Most people think of long-term care as nursing-home care, but, in fact, most of the people who need long-term care need it in their own homes or in assisted living. This means that nursing homes are only one part of the picture. About 70 percent of the population over age 75 will need long-term care2, whether in a nursing home, assisted-living facility or at home. The latter two alternatives – while usually less expensive than nursing-home care – are by no means cheap. Care in an assisted living unit costs $46,800 a year on average, according to Genworth1. Round-the-clock care at home can also add up fast.

Insuring Against the Cost

Long-term care insurance policies are designed to defray the cost of nursing-home, assisted-living and at-home care –costs that are not covered by Medicare except in very limited circumstances. Today’s policies typically offer the same daily benefit for each level of care. Eligibility kicks in when an individual is unable to perform two out of six “activities of daily living.” These include toileting, bathing and being ambulatory.

If you have $10 million in assets, you may not need long-term care insurance. But $5 million may not be enough, as comfortable as it seems, especially if half of those assets are locked up in illiquid assets such as real estate or if you want to leave as much of your estate as possible to your heirs. The government adds an incentive in terms of partially tax-deductible premiums. For 2016, the yearly maximum deductible amount of $390 for those under age 41 rises to $4,780 for those over age 70.

But don’t wait to buy long-term care insurance until age 65, because premiums then could be very high. The most cost-effective purchase point is from the early 40s to the early 50s.

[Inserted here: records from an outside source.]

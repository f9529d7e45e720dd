//! Bank transaction settlement state, always derived from the full set of
//! approved matches and never patched incrementally.

use super::amount::{approx_equal, is_negligible, round2};
use super::error::MatchError;
use super::proposal::approved_total;
use crate::models::{BankTransaction, BankTransactionStatus, ReconciliationMatch};
use crate::services::audit::{actions, entities, AuditRecorder};
use crate::services::LedgerStore;
use rust_decimal::Decimal;
use serde::Serialize;
use serde_json::json;
use std::collections::BTreeSet;
use tracing::instrument;
use uuid::Uuid;

/// Canonical derived state of a bank transaction.
#[derive(Debug, Clone, PartialEq, Serialize)]
pub struct TransactionState {
    pub bank_transaction_id: Uuid,
    pub status: BankTransactionStatus,
    pub matched_invoice_ids: Vec<Uuid>,
    pub total_matched: Decimal,
    /// Whether the stored row had to be rewritten.
    pub changed: bool,
}

/// Status implied by `total_matched` against the gross transaction amount.
pub fn derive_status(total_matched: Decimal, amount: Decimal) -> BankTransactionStatus {
    if is_negligible(total_matched) {
        BankTransactionStatus::Unmatched
    } else if approx_equal(total_matched, amount) {
        BankTransactionStatus::Matched
    } else {
        BankTransactionStatus::PartiallyMatched
    }
}

/// Distinct invoice ids across the approved matches, sorted.
pub fn linked_invoice_ids(approved: &[ReconciliationMatch]) -> Vec<Uuid> {
    approved
        .iter()
        .filter(|m| m.is_approved())
        .map(|m| m.invoice_id)
        .collect::<BTreeSet<_>>()
        .into_iter()
        .collect()
}

fn same_invoice_set(stored: &[Uuid], derived: &[Uuid]) -> bool {
    let stored: BTreeSet<&Uuid> = stored.iter().collect();
    let derived: BTreeSet<&Uuid> = derived.iter().collect();
    stored == derived
}

/// Work out the state a transaction should have and whether its row differs.
pub fn derive_transaction_state(
    transaction: &BankTransaction,
    approved: &[ReconciliationMatch],
) -> TransactionState {
    let total_matched = round2(approved_total(approved));
    let status = derive_status(total_matched, transaction.amount);
    let matched_invoice_ids = linked_invoice_ids(approved);

    let changed = transaction.status != status.as_str()
        || !same_invoice_set(&transaction.matched_invoice_ids, &matched_invoice_ids);

    TransactionState {
        bank_transaction_id: transaction.bank_transaction_id,
        status,
        matched_invoice_ids,
        total_matched,
        changed,
    }
}

/// Re-read the transaction and its approved matches, and write the derived
/// status and invoice set back only when they differ from what is stored.
///
/// Idempotent: a second call with no intervening approvals writes nothing.
#[instrument(skip(store, audit), fields(bank_transaction_id = %bank_transaction_id))]
pub async fn recompute_transaction_state(
    store: &dyn LedgerStore,
    audit: &AuditRecorder,
    bank_transaction_id: Uuid,
    actor_user_id: &str,
) -> Result<TransactionState, MatchError> {
    let (transaction, approved) = tokio::join!(
        store.get_bank_transaction(bank_transaction_id),
        store.list_approved_matches(bank_transaction_id),
    );

    let transaction = transaction
        .map_err(|source| MatchError::ReadFailed {
            what: "bank transaction",
            source,
        })?
        .ok_or_else(|| MatchError::NotFound("Bank transaction not found".to_string()))?;
    let approved = approved.map_err(|source| MatchError::ReadFailed {
        what: "approved matches",
        source,
    })?;

    let state = derive_transaction_state(&transaction, &approved);
    if !state.changed {
        tracing::debug!(status = %state.status.as_str(), "Bank transaction state unchanged");
        return Ok(state);
    }

    store
        .update_bank_transaction_state(
            bank_transaction_id,
            state.status,
            &state.matched_invoice_ids,
        )
        .await
        .map_err(|source| MatchError::StateUpdateFailed {
            bank_transaction_id,
            source,
        })?;

    tracing::info!(
        previous_status = %transaction.status,
        new_status = %state.status.as_str(),
        total_matched = %state.total_matched,
        linked_invoices = state.matched_invoice_ids.len(),
        "Bank transaction settlement state updated"
    );

    audit
        .record(
            actor_user_id,
            actions::TRANSACTION_SETTLEMENT_UPDATED,
            entities::BANK_TRANSACTION,
            bank_transaction_id,
            json!({
                "previous": {
                    "status": transaction.status,
                    "matched_invoice_ids": transaction.matched_invoice_ids,
                },
                "new": {
                    "status": state.status.as_str(),
                    "matched_invoice_ids": state.matched_invoice_ids,
                },
                "total_matched": state.total_matched,
            }),
        )
        .await;

    Ok(state)
}

/// Drop leftover auto-match suggestions for a pair that now has a decision.
/// Cleanup only: failures are logged, not raised.
pub async fn purge_stale_suggestions(
    store: &dyn LedgerStore,
    bank_transaction_id: Uuid,
    invoice_id: Uuid,
) {
    match store
        .delete_stale_suggestions(bank_transaction_id, invoice_id)
        .await
    {
        Ok(0) => {}
        Ok(removed) => {
            tracing::info!(
                bank_transaction_id = %bank_transaction_id,
                invoice_id = %invoice_id,
                removed = removed,
                "Removed stale match suggestions"
            );
        }
        Err(e) => {
            tracing::warn!(
                error = %e,
                bank_transaction_id = %bank_transaction_id,
                invoice_id = %invoice_id,
                "Failed to remove stale match suggestions"
            );
        }
    }
}

#[cfg(test)]
mod tests {
    use super::*;
    use crate::matching::proposal::fixtures::{approved, transaction};
    use rust_decimal_macros::dec;

    #[test]
    fn status_thresholds() {
        assert_eq!(derive_status(dec!(0), dec!(1000)), BankTransactionStatus::Unmatched);
        assert_eq!(derive_status(dec!(0.01), dec!(1000)), BankTransactionStatus::Unmatched);
        assert_eq!(
            derive_status(dec!(400), dec!(1000)),
            BankTransactionStatus::PartiallyMatched
        );
        assert_eq!(derive_status(dec!(999.99), dec!(1000)), BankTransactionStatus::Matched);
    }

    #[test]
    fn invoice_set_is_distinct_and_order_insensitive() {
        let mut tx = transaction(dec!(1000));
        let mut a = approved(&tx, dec!(100));
        let mut b = approved(&tx, dec!(200));
        let c_invoice = Uuid::new_v4();
        a.invoice_id = c_invoice;
        b.invoice_id = c_invoice;
        let d = approved(&tx, dec!(300));

        let state = derive_transaction_state(&tx, &[a.clone(), b.clone(), d.clone()]);
        assert_eq!(state.matched_invoice_ids.len(), 2);
        assert_eq!(state.total_matched, dec!(600));
        assert!(state.changed);

        tx.status = "partially_matched".to_string();
        tx.matched_invoice_ids = vec![d.invoice_id, c_invoice];
        let again = derive_transaction_state(&tx, &[d, a, b]);
        assert!(!again.changed);
    }

    #[test]
    fn non_approved_matches_are_ignored() {
        let tx = transaction(dec!(1000));
        let mut pending = approved(&tx, dec!(1000));
        pending.status = "suggested".to_string();

        let state = derive_transaction_state(&tx, &[pending]);
        assert_eq!(state.status, BankTransactionStatus::Unmatched);
        assert!(state.matched_invoice_ids.is_empty());
        assert!(!state.changed);
    }
}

Whenever you buy, be sure to buy a policy that increases benefits to keep pace with inflation. You can also keep costs manageable by electing a waiting period before benefits begin and by limiting the length of coverage to four or five years instead of a lifetime.

Beyond Long-Term Care

If you retire at age 65 or beyond, Medicare plus a Medicare Supplement policy should cover most of your medical expenses. If you retire earlier, however, you may want to purchase a personal health insurance policy. Either way, it’s crucial to select coverage that matches your lifestyle. For example, if you enjoy foreign travel, you may want to consider a policy that includes coverage outside of the United States.

Long-term care insurance is designed to be flexible where you can control the costs relative to the benefits you wish to receive. Long-term care policies offer various kinds of coverage. Some offer adjustments for inflation, others pay only for a stated number of days, and others offer a life-time benefit. When deciding on a policy, you should compare the benefits of different types of policies, the limitations and exclusions, the types of facilities the policy would cover, and the cost of the premiums.